Portal Adverso - Muitas pessoas só procuram ajuda quando já estão mentalmente doentes, certo? A prevenção em saúde ainda é uma questão a ser trabalhada. O que o senhor teria a dizer sobre isso?

Alex Reinecke de Alvarenga - Existem várias formas de se referir ao campo da saúde mental e seus abalos, cada maneira destas representam um paradigma, expressa uma compreensão sobre o fenômeno, uma explicação das causas e do curso esperado da sintomatologia, das formas de tratar e, por consequência, uma noção de prevenção. Da noção de alienação mental, passando por doença mental e chegando contemporaneamente na noção de transtorno mental ou sofrimento mental - esta última designação que acho mais adequada - temos diferenças muito significativas na organização do campo da saúde mental. 

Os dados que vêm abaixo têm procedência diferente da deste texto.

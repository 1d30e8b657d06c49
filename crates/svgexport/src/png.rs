use crate::{prepare_svg_tree, CSS_DPI};

/// Rasterizes an SVG into PNG bytes at `dpi` dots per inch. The background
/// stays transparent.
pub fn render_to_bytes(svg_content: &str, dpi: f32) -> Result<Vec<u8>, String> {
    if !(dpi.is_finite() && dpi > 0.0) {
        return Err(format!("Invalid resolution: {dpi} dpi"));
    }
    let tree = prepare_svg_tree(svg_content.as_bytes())?;
    let scale = dpi / CSS_DPI;
    let pixmap_size = tree
        .size()
        .to_int_size()
        .scale_by(scale)
        .ok_or("Unable to scale image".to_string())?;
    let mut pixmap = resvg::tiny_skia::Pixmap::new(pixmap_size.width(), pixmap_size.height())
        .ok_or("Unable to init image".to_string())?;
    resvg::render(
        &tree,
        resvg::usvg::Transform::from_scale(scale, scale),
        &mut pixmap.as_mut(),
    );
    pixmap.encode_png().map_err(|e| e.to_string())
}
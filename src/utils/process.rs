use crate::utils::ToolError;
use std::{
    ffi::OsStr,
    path::Path,
    process::{Command, ExitStatus, Stdio},
};

/// Lines of captured tool output kept in a failure report.
const DIAGNOSTIC_TAIL_LINES: usize = 20;

/// Runs `program` to completion and fails on a non-zero exit status.
///
/// Stdin is closed so TeX engines stop at the first error instead of waiting
/// for terminal input. Captured output is logged at debug level and the tail
/// of it is attached to the error on failure.
pub fn run_tool<I, S>(program: &str, args: I, current_dir: Option<&Path>) -> Result<(), ToolError>
where
    I: IntoIterator<Item = S>,
    S: AsRef<OsStr>,
{
    let mut command = Command::new(program);
    command.args(args).stdin(Stdio::null());
    if let Some(dir) = current_dir {
        command.current_dir(dir);
    }

    log::debug!("Running {:?}", command);
    let output = command.output().map_err(|source| ToolError::Spawn {
        program: program.to_string(),
        source,
    })?;

    let stdout = String::from_utf8_lossy(&output.stdout);
    let stderr = String::from_utf8_lossy(&output.stderr);
    for line in stdout.lines().chain(stderr.lines()) {
        log::debug!("[{}] {}", program, line);
    }

    if output.status.success() {
        Ok(())
    } else {
        Err(ToolError::Failed {
            program: program.to_string(),
            status: describe_status(output.status),
            diagnostics: tail(&stdout, &stderr),
        })
    }
}

fn describe_status(status: ExitStatus) -> String {
    match status.code() {
        Some(code) => format!("exited with code {}", code),
        None => "was terminated by a signal".to_string(),
    }
}

fn tail(stdout: &str, stderr: &str) -> String {
    let lines: Vec<&str> = stdout
        .lines()
        .chain(stderr.lines())
        .filter(|line| !line.trim().is_empty())
        .collect();
    let start = lines.len().saturating_sub(DIAGNOSTIC_TAIL_LINES);
    lines[start..].join("\n")
}
//! Full document builds.
//!
//! A submitted document is written to a fixed file in the work directory and
//! built with external tools into the output directory. The flow for one
//! submission is linear: write source, build and crop the PDF, publish it,
//! convert to SVG, publish that. Any failure stops the flow where it occurs.

mod toolchain;

pub use toolchain::{LatexmkBuilder, Pdf2SvgConverter};

use crate::config::PathsConfig;
use crate::publish::{Published, Publisher};
use crate::utils::{BuildError, ConversionError, Result};
use chrono::{DateTime, TimeZone};
use std::{
    env, fmt, fs, io,
    path::{Path, PathBuf},
};

#[derive(Debug, Clone, Copy, PartialEq, Eq)]
pub enum ArtifactKind {
    Pdf,
    Svg,
}

impl ArtifactKind {
    pub fn extension(self) -> &'static str {
        match self {
            ArtifactKind::Pdf => "pdf",
            ArtifactKind::Svg => "svg",
        }
    }
}

impl fmt::Display for ArtifactKind {
    fn fmt(&self, f: &mut fmt::Formatter<'_>) -> fmt::Result {
        match self {
            ArtifactKind::Pdf => write!(f, "PDF"),
            ArtifactKind::Svg => write!(f, "SVG"),
        }
    }
}

/// A file produced by a build.
#[derive(Debug, Clone, PartialEq, Eq)]
pub struct Artifact {
    pub kind: ArtifactKind,
    pub path: PathBuf,
}

/// Absolute locations used by one document build.
#[derive(Debug, Clone)]
pub struct Layout {
    work_dir: PathBuf,
    input_name: String,
    out_dir: PathBuf,
}

impl Layout {
    /// `out_dir` is taken relative to `work_dir` unless it is absolute.
    pub fn new(
        work_dir: impl AsRef<Path>,
        input_name: impl Into<String>,
        out_dir: impl AsRef<Path>,
    ) -> io::Result<Self> {
        let work_dir = make_absolute(work_dir.as_ref())?;
        let out_dir = work_dir.join(out_dir);
        Ok(Self {
            work_dir,
            input_name: input_name.into(),
            out_dir,
        })
    }

    pub fn from_config(paths: &PathsConfig) -> io::Result<Self> {
        let out_dir = if paths.per_run_dirs {
            paths.out_dir.join(run_dir_name(&chrono::Local::now()))
        } else {
            paths.out_dir.clone()
        };
        Self::new(&paths.work_dir, paths.input_name.clone(), out_dir)
    }

    pub fn work_dir(&self) -> &Path {
        &self.work_dir
    }

    pub fn out_dir(&self) -> &Path {
        &self.out_dir
    }

    pub fn tex_path(&self) -> PathBuf {
        self.work_dir.join(&self.input_name)
    }

    fn stem(&self) -> &str {
        Path::new(&self.input_name)
            .file_stem()
            .and_then(|stem| stem.to_str())
            .unwrap_or("tex")
    }

    /// Where the build tools leave the artifact of `kind`.
    pub fn artifact_path(&self, kind: ArtifactKind) -> PathBuf {
        self.out_dir
            .join(format!("{}.{}", self.stem(), kind.extension()))
    }
}

fn make_absolute(path: &Path) -> io::Result<PathBuf> {
    if path.is_absolute() {
        Ok(path.to_path_buf())
    } else {
        Ok(env::current_dir()?.join(path))
    }
}

/// Name of a per-run output directory started at `time`.
pub fn run_dir_name<Tz: TimeZone>(time: &DateTime<Tz>) -> String
where
    Tz::Offset: fmt::Display,
{
    time.format("%Y%m%d-%H%M%S").to_string()
}

/// Builds a PDF from the source at `layout.tex_path()` into `layout.out_dir()`.
pub trait PdfBuilder {
    fn build(&self, layout: &Layout) -> std::result::Result<PathBuf, BuildError>;
}

pub trait SvgConverter {
    fn convert(&self, pdf: &Path, svg: &Path) -> std::result::Result<(), ConversionError>;
}

/// Requested outputs of one submission.
#[derive(Debug, Clone, Copy, PartialEq, Eq, Default)]
pub struct Request {
    pub generate_pdf: bool,
    pub generate_svg: bool,
}

impl Request {
    pub fn is_empty(&self) -> bool {
        !self.generate_pdf && !self.generate_svg
    }
}

/// Overwrites the fixed source file with `source`.
pub fn write_source(layout: &Layout, source: &str) -> std::result::Result<PathBuf, BuildError> {
    let path = layout.tex_path();
    fs::create_dir_all(layout.work_dir())
        .and_then(|_| fs::write(&path, source))
        .map_err(|source| BuildError::Io {
            path: path.clone(),
            source,
        })?;
    log::debug!("Wrote {} bytes to {}", source.len(), path.display());
    Ok(path)
}

fn remove_stale(path: &Path) -> std::result::Result<(), BuildError> {
    match fs::remove_file(path) {
        Ok(()) => {
            log::debug!("Removed previous {}", path.display());
            Ok(())
        }
        Err(e) if e.kind() == io::ErrorKind::NotFound => Ok(()),
        Err(source) => Err(BuildError::Io {
            path: path.to_path_buf(),
            source,
        }),
    }
}

pub struct Pipeline<'a> {
    pub layout: &'a Layout,
    pub builder: &'a dyn PdfBuilder,
    pub converter: &'a dyn SvgConverter,
    pub publisher: &'a Publisher,
}

impl Pipeline<'_> {
    /// Writes `source` and produces and publishes the requested artifacts.
    ///
    /// The source file is written even when nothing is requested. Requesting
    /// SVG always builds a fresh PDF first; the PDF itself is published only
    /// when requested.
    pub fn run(&self, source: &str, request: Request) -> Result<Vec<Published>> {
        write_source(self.layout, source)?;
        if request.is_empty() {
            log::info!("No output requested, skipping build");
            return Ok(Vec::new());
        }

        let out_dir = self.layout.out_dir();
        fs::create_dir_all(out_dir).map_err(|source| BuildError::Io {
            path: out_dir.to_path_buf(),
            source,
        })?;
        remove_stale(&self.layout.artifact_path(ArtifactKind::Pdf))?;
        if request.generate_svg {
            remove_stale(&self.layout.artifact_path(ArtifactKind::Svg))?;
        }

        let pdf = self.builder.build(self.layout)?;
        let mut published = Vec::new();

        if request.generate_pdf {
            published.push(self.publisher.publish(&Artifact {
                kind: ArtifactKind::Pdf,
                path: pdf.clone(),
            })?);
        }

        if request.generate_svg {
            let svg = self.layout.artifact_path(ArtifactKind::Svg);
            self.converter.convert(&pdf, &svg)?;
            published.push(self.publisher.publish(&Artifact {
                kind: ArtifactKind::Svg,
                path: svg,
            })?);
        }

        Ok(published)
    }
}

Um momento importante na transição para o paradigma atual foi a introdução dos psicofármacos na década de 60. Eles permitiram um inegável avanço nos tratamentos, reduzindo a centralidade de um modelo hospitalocêntrico e abrindo caminho para serviços comunitários. Todavia, como o campo da saúde mental esbarra nas polêmicas que envolvem a definição social dos parâmetros do que é considerado normal e patológico, essa transição também foi acompanhada de efeitos colaterais, por assim dizer. 

Em outras palavras, se anteriormente o foco era o grupo restrito das pessoas com doença mental, a partir do atual paradigma da saúde mental o público em potencial ampliou para toda a sociedade, ampliando drasticamente o poder da corporação farmacêutica na definição do que é considerado saúde mental e a sua prevenção. Assim, percebemos que a indústria farmacêutica e os saberes biomédicos caminham de braços dados com o estabelecimento de uma sociedade da alta performance, onde somos bombardeados por exigências muito discrepantes como a de consumir todas as refeições hipercalóricos e ao mesmo tempo ter um corpo sarado, de ter sempre um extraordinário desempenho sexual, de sempre estar feliz independente da vida como esteja, enfim, essa sociedade do consumo e da performance gera contraditoriamente um sujeito frustrado, incapaz e esgotado. 

Com isso quero dizer que a prevenção na saúde mental é um tema complexo que sofre atravessamentos da indústria farmacológica, dos saberes biomédicos, da cultura, das exigências de um sistema produtivo. Acredito que a disponibilidade de uma rede intersetorial de saúde mental, bem como de uma rede de suporte social, familiar, comunitária que incidam no enfrentamento da cultura manicomial que ainda é dominante em nossa sociedade, estas são questões que efetivamente ajudariam em uma prevenção.